Tabula non rasa

Slum is an accumulation of improvements

Building often begins with demolition. A building that does not meet requirements any longer must make room for something new. It is often no use to build on what already was, and the purpose of scrapping is to begin with a clean slate, the tabula rasa. Demolition makes working a lot easier for designers and builders. Designers do not need to study the current situation and do not loose time puzzling on new features in old spaces. It is easier for builders. Tinkering with existing work is very labour intensive and full of uncertainties. It is unclear how sturdy the existing work is and how it is fit together. Many builders prefer to start something new.

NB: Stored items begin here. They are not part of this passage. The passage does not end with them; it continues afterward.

use chrono::{DateTime, Utc};
use rusqlite::types::{FromSql, FromSqlError, FromSqlResult, ToSql, ToSqlOutput, ValueRef};
use serde::{Deserialize, Serialize};
use std::fmt;
use std::str::FromStr;

use crate::model::ids::{BandId, TuneId};
use crate::model::UnknownVariant;
use crate::store::Versioned;
use crate::validate::{unique, Validate, Validator};

/// A musical key, e.g. "D major" or "E dorian".
#[derive(Debug, Clone, PartialEq, Eq, PartialOrd, Ord, Hash, Serialize, Deserialize)]
#[serde(transparent)]
pub struct Key(String);

impl Key {
    #[must_use]
    pub fn new(key: impl Into<String>) -> Self {
        Self(key.into())
    }

    pub fn as_str(&self) -> &str {
        &self.0
    }
}

impl fmt::Display for Key {
    fn fmt(&self, f: &mut fmt::Formatter<'_>) -> fmt::Result {
        f.write_str(&self.0)
    }
}

impl From<&str> for Key {
    fn from(key: &str) -> Self {
        Self(key.to_string())
    }
}

/// Split text into lowercase alphanumeric words, first occurrence kept.
///
/// Titles are indexed and searched with the same split, so a search term
/// matches a whole title word and never part of one.
pub fn title_words(text: &str) -> Vec<String> {
    let mut words: Vec<String> = Vec::new();
    for word in text.split(|c: char| !c.is_alphanumeric()) {
        if word.is_empty() {
            continue;
        }
        let word = word.to_lowercase();
        if !words.contains(&word) {
            words.push(word);
        }
    }
    words
}

/// How far along a tune is.
#[derive(Debug, Clone, Copy, PartialEq, Eq, Hash, Serialize, Deserialize)]
#[serde(rename_all = "lowercase")]
pub enum TuneStatus {
    Germinating,
    Seedling,
    Flowering,
}

impl TuneStatus {
    pub const ALL: [Self; 3] = [Self::Germinating, Self::Seedling, Self::Flowering];

    #[must_use]
    pub const fn as_str(self) -> &'static str {
        match self {
            Self::Germinating => "germinating",
            Self::Seedling => "seedling",
            Self::Flowering => "flowering",
        }
    }
}

impl fmt::Display for TuneStatus {
    fn fmt(&self, f: &mut fmt::Formatter<'_>) -> fmt::Result {
        f.write_str(self.as_str())
    }
}

impl FromStr for TuneStatus {
    type Err = UnknownVariant;

    fn from_str(s: &str) -> Result<Self, Self::Err> {
        Self::ALL
            .into_iter()
            .find(|status| status.as_str() == s)
            .ok_or_else(|| UnknownVariant::new("status", s))
    }
}

impl ToSql for TuneStatus {
    fn to_sql(&self) -> rusqlite::Result<ToSqlOutput<'_>> {
        Ok(ToSqlOutput::from(self.as_str()))
    }
}

impl FromSql for TuneStatus {
    fn column_result(value: ValueRef<'_>) -> FromSqlResult<Self> {
        value
            .as_str()?
            .parse()
            .map_err(|e| FromSqlError::Other(Box::new(e)))
    }
}

/// A versioned creative-work record owned by a band.
#[derive(Debug, Clone, PartialEq, Eq, Serialize, Deserialize)]
pub struct Tune {
    pub id: TuneId,
    pub band_id: BandId,
    pub title: String,

    /// Non-empty, duplicate-free.
    pub keys: Vec<Key>,

    pub time_signature_upper: u8,

    /// Must be a power of two.
    pub time_signature_lower: u8,

    pub status: TuneStatus,

    /// Optimistic concurrency stamp; 1 on creation, +1 per update.
    pub version: i32,

    pub created_at: DateTime<Utc>,
}

impl Tune {
    #[must_use]
    pub fn new(band_id: BandId, title: impl Into<String>, keys: Vec<Key>) -> Self {
        Self {
            id: TuneId::new(0),
            band_id,
            title: title.into(),
            keys,
            time_signature_upper: 4,
            time_signature_lower: 4,
            status: TuneStatus::Germinating,
            version: 1,
            created_at: Utc::now(),
        }
    }

    #[must_use]
    pub fn with_time_signature(mut self, upper: u8, lower: u8) -> Self {
        self.time_signature_upper = upper;
        self.time_signature_lower = lower;
        self
    }

    #[must_use]
    pub fn with_status(mut self, status: TuneStatus) -> Self {
        self.status = status;
        self
    }
}

impl Validate for Tune {
    fn validate(&self, v: &mut Validator) {
        v.check(!self.title.is_empty(), "title", "must be provided");
        v.check(self.title.len() <= 500, "title", "must not be more than 500 bytes long");

        v.check(!self.keys.is_empty(), "keys", "must contain at least 1 key");
        v.check(unique(&self.keys), "keys", "must not contain duplicate values");
        v.check(
            self.keys.iter().all(|k| !k.as_str().trim().is_empty()),
            "keys",
            "must not contain blank values",
        );

        v.check(self.time_signature_upper != 0, "time_signature_upper", "must be provided");
        v.check(self.time_signature_upper > 1, "time_signature_upper", "must be greater than 1");

        v.check(self.time_signature_lower != 0, "time_signature_lower", "must be provided");
        v.check(self.time_signature_lower > 1, "time_signature_lower", "must be at least 2");
        v.check(
            self.time_signature_lower.is_power_of_two(),
            "time_signature_lower",
            "must be a power of 2",
        );

        v.check(self.band_id.is_valid(), "band_id", "must be a positive integer");
    }
}

impl Versioned for Tune {
    const ENTITY: &'static str = "tune";

    fn id(&self) -> i64 {
        self.id.get()
    }

    fn version(&self) -> i32 {
        self.version
    }

    fn set_version(&mut self, version: i32) {
        self.version = version;
    }
}

/// Partial update for a tune; absent fields keep their stored value.
#[derive(Debug, Clone, Default, PartialEq, Eq, Deserialize)]
#[serde(deny_unknown_fields)]
pub struct TunePatch {
    pub title: Option<String>,
    pub keys: Option<Vec<Key>>,
    pub time_signature_upper: Option<u8>,
    pub time_signature_lower: Option<u8>,
    pub status: Option<TuneStatus>,
    pub band_id: Option<BandId>,
}

impl TunePatch {
    pub fn apply(self, tune: &mut Tune) {
        if let Some(title) = self.title {
            tune.title = title;
        }
        if let Some(keys) = self.keys {
            tune.keys = keys;
        }
        if let Some(upper) = self.time_signature_upper {
            tune.time_signature_upper = upper;
        }
        if let Some(lower) = self.time_signature_lower {
            tune.time_signature_lower = lower;
        }
        if let Some(status) = self.status {
            tune.status = status;
        }
        if let Some(band_id) = self.band_id {
            tune.band_id = band_id;
        }
    }
}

The building being demolished was once established through various design choices. The choices made in the past are reversed with the demolition. Demolition is actually a step back in time, a step into the situation prior to the demolished building. With this step back in time history is lost. The new building says nothing about the history of building on that spot. The building history is at best found in a memory.

In a slum, one can often not afford the luxury of demolition. Building a larger home usually means extending an existing house by a floor on top. Choices from the past remain visible and set implications for further development. Continued building means puzzling with the existing situation. The current situation imposes restrictions on the new design. It requires much creativity and inventiveness to get all connections, both spatially and technically, of old and new quite right. Design issues and building projects are therefore in a slum more complex than average. As a result, especially proven techniques are used. Style architecture makes little chance. Avoiding risk is crucial, because of financial constraints. In his book How Buildings Learn1, Stewart Brand shows how not only the initial design determines the shape of a building, but also how the subsequent existence leads to growth and change. In a slum, especially that growth and change are built, not style and originality. “High-style architecture likes to solve old problems in new ways, which is a formula for disaster, according to Dell Upton at the University of California. Vernacular builders, he says, are content to accept well-proven old solutions to old problems. Then they can concentrate all their design ingenuity strictly on new problems, if any. When the standard local roof design works pretty well, and materials and skills are readily available for later repair, why would you mess with that?”2 This risk-evading manner is a basic principle in building slums.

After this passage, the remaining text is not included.